Woman sentenced in death of Belen Marine
LOS LUNAS, N.M. – After nearly three years, dozens of court hearings and hundreds of days and nights missing their loved one, family and friends of Belen marine Matthew Gurule have some closure.
The last person responsible for taking his life—Jeannine Willard—was sentenced by a judge, but not before making a tearful apology to the victim’s family.
"I just wanted everyone to know how very I sorry I am,” Willard said. “I looked up Matthew when I got out of jail and I see that he was such a good person, and I’m sorry that I took part in what happened. I wish I could take it back, but I can’t. I’m so sorry."
Willard received a total sentence of 27 years, but because she took a plea deal, she will only serve 18. She plead guilty to multiple charges, including conspiracy to commit first degree murder, tampering with evidence, and arson. Willard led deputies to Gurule’s body nearly a month after he was killed back in 2019.
She blamed Francisco Gomez, her boyfriend at the time, for shooting Gurule and claimed he threatened her to keep quiet. "He made me a part of this, so I wouldn’t tell because I would go to jail as well, but I will go to jail and I will serve."
Judge Cindy Mercer said there was no excuse for what Willard did.
"You were there, you participated, you chose not to distance yourself from Mr. Gomez when you knew the type of person he was," Judge Mercer said. "You had multiple opportunities while this case was pending to resolve this case earlier on with a different outcome, and instead of taking that opportunity, you chose to continually violate your conditions of release, pick up more charges, and ultimately cut off your GPS when you were supposed to be here at the courthouse taking a plea."
Judge Mercer added, "Mr. Gurule was an American hero. He didn’t deserve to die. He didn’t deserve to have his body dumped and left, he didn’t deserve for people to torch his car and use his credit cards with no second thought for the life that had been taken."
Gomez was sentenced to 32 years in prison in September. Gurule’s family told KOB 4 Wednesday’s ruling for Willard is a relief, but this has been a painful two and half years.
The victim’s sister, Amanda Bratten addressed Willard directly in her victim impact statement:
"Jeannine, this is to you, and I truly want you to listen to me,” she said. “I want you to know that you’ve taken away the last living brother that we had."
"The reality is my entire life has changed forever,” said Matthew Gurlue’s other sister, Rheanna. “The day I lost my brother, I also lost my mom.
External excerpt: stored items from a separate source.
//! Explicit engine configuration handed to components at construction.

use std::time::Duration;

use crate::audio_engine::constants::{
    DEFAULT_BLOCK_SIZE, DEFAULT_POLL_INTERVAL_MS, DEFAULT_QUEUE_CAPACITY, DEFAULT_READ_TIMEOUT_MS,
    DEFAULT_SAMPLE_RATE, DEFAULT_WRITE_TIMEOUT_MS, SAMPLE_RATES, is_valid_block_size,
};
use crate::audio_engine::errors::{AudioError, ConversionError, ParameterError};
use crate::audio_engine::sample_format::SampleFormat;

/// Settings every registered component must agree on.
#[derive(Debug, Clone, Copy, PartialEq, Eq)]
pub struct StreamConfig {
    pub sample_rate: u32,
    /// Frames per block.
    pub block_size: usize,
    /// Native sample format of device streams.
    pub sample_format: SampleFormat,
}

impl Default for StreamConfig {
    fn default() -> Self {
        Self {
            sample_rate: DEFAULT_SAMPLE_RATE,
            block_size: DEFAULT_BLOCK_SIZE,
            sample_format: SampleFormat::Float32,
        }
    }
}

pub fn validate_sample_rate(sample_rate: u32) -> Result<(), ParameterError> {
    if SAMPLE_RATES.contains(&sample_rate) {
        Ok(())
    } else {
        Err(ParameterError::Range(format!(
            "sample rate {sample_rate} Hz is not one of {SAMPLE_RATES:?}"
        )))
    }
}

pub fn validate_block_size(block_size: usize) -> Result<(), ParameterError> {
    if is_valid_block_size(block_size) {
        Ok(())
    } else {
        Err(ParameterError::Range(format!(
            "block size {block_size} is not a power of two between 2 and 4096"
        )))
    }
}

/// Device streams carry 8, 16 or 32 bit integers or 32 bit floats.
pub fn validate_sample_format(sample_format: SampleFormat) -> Result<(), ConversionError> {
    match sample_format {
        SampleFormat::Int8 | SampleFormat::Int16 | SampleFormat::Int32 | SampleFormat::Float32 => {
            Ok(())
        }
        other => Err(ConversionError::Unsupported {
            from: other,
            to: SampleFormat::Float32,
        }),
    }
}

impl StreamConfig {
    pub fn validate(&self) -> Result<(), AudioError> {
        validate_sample_rate(self.sample_rate)?;
        validate_block_size(self.block_size)?;
        validate_sample_format(self.sample_format)?;
        Ok(())
    }

    /// Real-time length of one block.
    pub fn block_duration(&self) -> Duration {
        Duration::from_secs_f64(self.block_size as f64 / f64::from(self.sample_rate.max(1)))
    }
}

#[derive(Debug, Clone, PartialEq)]
pub struct EngineConfig {
    pub stream: StreamConfig,
    /// Blocks each source or consumer queue can hold.
    pub queue_capacity: usize,
    /// Run loop polling interval.
    pub poll_interval: Duration,
    pub read_timeout: Duration,
    pub write_timeout: Duration,
    pub devices: DeviceSelection,
}

/// Which hardware the interface source and consumer open.
#[derive(Debug, Clone, PartialEq, Eq)]
pub struct DeviceSelection {
    /// Audio driver (cpal host) name. `None` selects the platform default.
    pub driver: Option<String>,
    /// Input device index within the driver. `None` selects the driver's default input.
    pub input_device: Option<usize>,
    pub output_device: Option<usize>,
    /// Physical input channels captured, in block channel order.
    pub input_channels: Vec<usize>,
    /// Physical output channels fed by the block channels. `None` feeds every device channel.
    pub output_channels: Option<Vec<usize>>,
}

impl Default for DeviceSelection {
    fn default() -> Self {
        Self {
            driver: None,
            input_device: None,
            output_device: None,
            input_channels: vec![0],
            output_channels: None,
        }
    }
}

impl Default for EngineConfig {
    fn default() -> Self {
        Self {
            stream: StreamConfig::default(),
            queue_capacity: DEFAULT_QUEUE_CAPACITY,
            poll_interval: Duration::from_millis(DEFAULT_POLL_INTERVAL_MS),
            read_timeout: Duration::from_millis(DEFAULT_READ_TIMEOUT_MS),
            write_timeout: Duration::from_millis(DEFAULT_WRITE_TIMEOUT_MS),
            devices: DeviceSelection::default(),
        }
    }
}

#[cfg(test)]
mod tests {
    use super::*;

    #[test]
    fn test_defaults_are_valid() {
        let config = EngineConfig::default();
        assert!(config.stream.validate().is_ok());
        assert_eq!(config.stream.sample_rate, 44_100);
        assert_eq!(config.stream.block_size, 128);
        assert_eq!(config.queue_capacity, 20);
        assert_eq!(config.devices.input_channels, vec![0]);
        assert!(config.devices.output_channels.is_none());
    }

    #[test]
    fn test_rejections() {
        assert!(matches!(validate_sample_rate(22_050), Err(ParameterError::Range(_))));
        assert!(matches!(validate_block_size(96), Err(ParameterError::Range(_))));
        assert!(validate_sample_format(SampleFormat::Float64).is_err());
        let bad = StreamConfig {
            sample_format: SampleFormat::UInt8,
            ..StreamConfig::default()
        };
        assert!(matches!(bad.validate(), Err(AudioError::Conversion(_))));
    }

    #[test]
    fn test_block_duration() {
        let config = StreamConfig {
            sample_rate: 8_000,
            block_size: 80,
            ..StreamConfig::default()
        };
        assert_eq!(config.block_duration(), Duration::from_millis(10));
    }
}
He was her world. The doctor said the stress and trauma of what has happened has rapidly excelled her Parkinson’s, leaving her completely disabled, and unable to communicate at times."
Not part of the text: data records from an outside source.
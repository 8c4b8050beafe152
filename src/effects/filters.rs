//! Butterworth IIR design and cascaded second-order-section filtering.
//!
//! Filters are designed as analog Butterworth prototypes, transformed to the requested band,
//! mapped to the z-plane with a prewarped bilinear transform and split into biquads built from
//! conjugate pole pairs. Each biquad is scaled to unity gain at its passband reference point
//! (DC for low-pass and band-stop, Nyquist for high-pass), so the cascade has unity passband gain.
//!
//! Sections run in transposed direct form II. State lives in [`FilterChainState`], separate from
//! the coefficients, so one design serves every channel and state carries across blocks.

use std::f64::consts::PI;

use num_complex::Complex64;

const PAIR_EPSILON: f64 = 1e-12;

/// Frequency response shape of a Butterworth design.
#[derive(Debug, Clone, Copy, PartialEq)]
pub enum FilterBand {
    LowPass(f64),
    HighPass(f64),
    /// Lower and upper band edges in Hz.
    BandStop(f64, f64),
}

#[derive(Debug, Clone, Copy, PartialEq)]
pub struct BiquadCoeffs {
    pub b0: f64,
    pub b1: f64,
    pub b2: f64,
    pub a1: f64,
    pub a2: f64,
}

impl BiquadCoeffs {
    fn identity() -> Self {
        Self {
            b0: 1.0,
            b1: 0.0,
            b2: 0.0,
            a1: 0.0,
            a2: 0.0,
        }
    }

    /// Magnitude of the transfer function at z = 1 (`dc == true`) or z = -1.
    fn gain_at(&self, dc: bool) -> f64 {
        let s = if dc { 1.0 } else { -1.0 };
        let num = self.b0 + s * self.b1 + self.b2;
        let den = 1.0 + s * self.a1 + self.a2;
        (num / den).abs()
    }

    fn normalized(mut self, dc: bool) -> Self {
        let gain = self.gain_at(dc);
        if !gain.is_finite() || gain < PAIR_EPSILON {
            return Self::identity();
        }
        self.b0 /= gain;
        self.b1 /= gain;
        self.b2 /= gain;
        self
    }
}

#[derive(Debug, Clone, Copy, Default, PartialEq)]
pub struct BiquadState {
    z1: f64,
    z2: f64,
}

fn biquad_process(coeffs: &BiquadCoeffs, state: &mut BiquadState, x: f64) -> f64 {
    let y = coeffs.b0 * x + state.z1;
    state.z1 = coeffs.b1 * x - coeffs.a1 * y + state.z2;
    state.z2 = coeffs.b2 * x - coeffs.a2 * y;
    y
}

fn clamp_freq_hz(fs_hz: f64, freq_hz: f64) -> f64 {
    let nyquist = fs_hz * 0.5;
    let max_hz = (nyquist * 0.9).max(1.0);
    freq_hz.clamp(1.0, max_hz)
}

/// Maps a digital frequency to the analog frequency the bilinear transform sends onto it.
fn prewarp(fs_hz: f64, freq_hz: f64) -> f64 {
    2.0 * fs_hz * (PI * freq_hz / fs_hz).tan()
}

/// Left-half-plane poles of the normalized analog Butterworth prototype.
fn prototype_poles(order: usize) -> Vec<Complex64> {
    let n = order as f64;
    (0..order)
        .map(|k| {
            let m = 2.0 * k as f64 - n + 1.0;
            -Complex64::from_polar(1.0, PI * m / (2.0 * n))
        })
        .collect()
}

fn bilinear(fs_hz: f64, pole: Complex64) -> Complex64 {
    let fs2 = Complex64::new(2.0 * fs_hz, 0.0);
    (fs2 + pole) / (fs2 - pole)
}

/// Numerator polynomial for one section, given how many poles it carries.
#[derive(Debug, Clone, Copy)]
enum Zeros {
    /// All zeros at z = -1.
    Nyquist,
    /// All zeros at z = 1.
    Dc,
    /// Zero pair on the unit circle at the given angle.
    Notch(f64),
}

impl Zeros {
    fn numerator(self, pole_count: usize) -> [f64; 3] {
        match (self, pole_count) {
            (Self::Nyquist, 1) => [1.0, 1.0, 0.0],
            (Self::Nyquist, _) => [1.0, 2.0, 1.0],
            (Self::Dc, 1) => [1.0, -1.0, 0.0],
            (Self::Dc, _) => [1.0, -2.0, 1.0],
            (Self::Notch(theta), _) => [1.0, -2.0 * theta.cos(), 1.0],
        }
    }
}

/// Groups digital poles into first and second order denominators.
fn pole_sections(poles: &[Complex64]) -> Vec<(usize, [f64; 2])> {
    let mut sections = Vec::new();
    let mut real = Vec::new();
    for pole in poles {
        if pole.im > PAIR_EPSILON {
            sections.push((2, [-2.0 * pole.re, pole.norm_sqr()]));
        } else if pole.im.abs() <= PAIR_EPSILON {
            real.push(pole.re);
        }
    }
    for pair in real.chunks(2) {
        match pair {
            [p1, p2] => sections.push((2, [-(p1 + p2), p1 * p2])),
            [p] => sections.push((1, [-p, 0.0])),
            _ => {}
        }
    }
    sections
}

/// A cascade of biquads implementing one filter.
#[derive(Debug, Clone, PartialEq)]
pub struct SosFilter {
    sections: Vec<BiquadCoeffs>,
}

impl SosFilter {
    /// Designs a digital Butterworth filter of the given prototype `order` at `fs_hz`.
    ///
    /// Band-stop designs carry twice `order` poles. Corner frequencies are clamped below Nyquist.
    pub fn butterworth(order: usize, band: FilterBand, fs_hz: f64) -> Self {
        if order == 0 || !fs_hz.is_finite() || fs_hz <= 0.0 {
            return Self {
                sections: Vec::new(),
            };
        }
        let prototype = prototype_poles(order);

        let (analog, zeros, dc_reference) = match band {
            FilterBand::LowPass(freq) => {
                let wo = prewarp(fs_hz, clamp_freq_hz(fs_hz, freq));
                let poles = prototype.iter().map(|p| *p * wo).collect::<Vec<_>>();
                (poles, Zeros::Nyquist, true)
            }
            FilterBand::HighPass(freq) => {
                let wo = prewarp(fs_hz, clamp_freq_hz(fs_hz, freq));
                let poles = prototype.iter().map(|p| wo / *p).collect::<Vec<_>>();
                (poles, Zeros::Dc, false)
            }
            FilterBand::BandStop(low, high) => {
                let w1 = prewarp(fs_hz, clamp_freq_hz(fs_hz, low.min(high)));
                let w2 = prewarp(fs_hz, clamp_freq_hz(fs_hz, low.max(high)));
                let wo = (w1 * w2).sqrt();
                let bw = w2 - w1;
                let mut poles = Vec::with_capacity(2 * order);
                for p in &prototype {
                    let p_hp = (bw / 2.0) / *p;
                    let root = (p_hp * p_hp - wo * wo).sqrt();
                    poles.push(p_hp + root);
                    poles.push(p_hp - root);
                }
                let theta = 2.0 * (wo / (2.0 * fs_hz)).atan();
                (poles, Zeros::Notch(theta), true)
            }
        };

        let digital = analog.iter().map(|p| bilinear(fs_hz, *p)).collect::<Vec<_>>();
        let sections = pole_sections(&digital)
            .into_iter()
            .map(|(pole_count, [a1, a2])| {
                let [b0, b1, b2] = zeros.numerator(pole_count);
                BiquadCoeffs { b0, b1, b2, a1, a2 }.normalized(dc_reference)
            })
            .collect();

        Self { sections }
    }

    pub fn sections(&self) -> &[BiquadCoeffs] {
        &self.sections
    }
}

/// Several filters applied in series.
#[derive(Debug, Clone, PartialEq)]
pub struct FilterChain {
    filters: Vec<SosFilter>,
}

impl FilterChain {
    pub fn new(filters: Vec<SosFilter>) -> Self {
        Self { filters }
    }

    pub fn section_count(&self) -> usize {
        self.filters.iter().map(|f| f.sections.len()).sum()
    }

    /// Zeroed state sized for this chain.
    pub fn new_state(&self) -> FilterChainState {
        FilterChainState {
            sections: vec![BiquadState::default(); self.section_count()],
        }
    }

    /// Filters `samples` in place, continuing from and updating `state`.
    pub fn process(&self, state: &mut FilterChainState, samples: &mut [f32]) {
        if state.sections.len() != self.section_count() {
            *state = self.new_state();
        }
        for sample in samples.iter_mut() {
            let mut x = f64::from(*sample);
            let coeffs = self.filters.iter().flat_map(|f| f.sections.iter());
            for (c, s) in coeffs.zip(state.sections.iter_mut()) {
                x = biquad_process(c, s, x);
            }
            *sample = x as f32;
        }
    }
}

/// Filter memory for one channel of a [`FilterChain`].
#[derive(Debug, Clone, Default, PartialEq)]
pub struct FilterChainState {
    sections: Vec<BiquadState>,
}

impl FilterChainState {
    pub fn reset(&mut self) {
        self.sections.iter_mut().for_each(|s| *s = BiquadState::default());
    }
}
"What this has done to our mom is probably the hardest part of it,” Bratten told KOB 4.
Even though both of Matthew Gurule’s killers are behind bars, Bratten said more needs to be done to help the families of other missing adults.
"I really feel like there’s a flaw in the system, that when someone does go missing, and you’ve got all of these other factors, or even things that that are point to foul play, there needs to be more done for adults that do go missing and not at their own will,” she said. "Every adult that does disappear or goes missing, has that right to privacy and that right to just disappear if they want, but when you have family members screaming the whole time that he wouldn’t do this and he wouldn’t leave on his own, I really wish more could have been done sooner."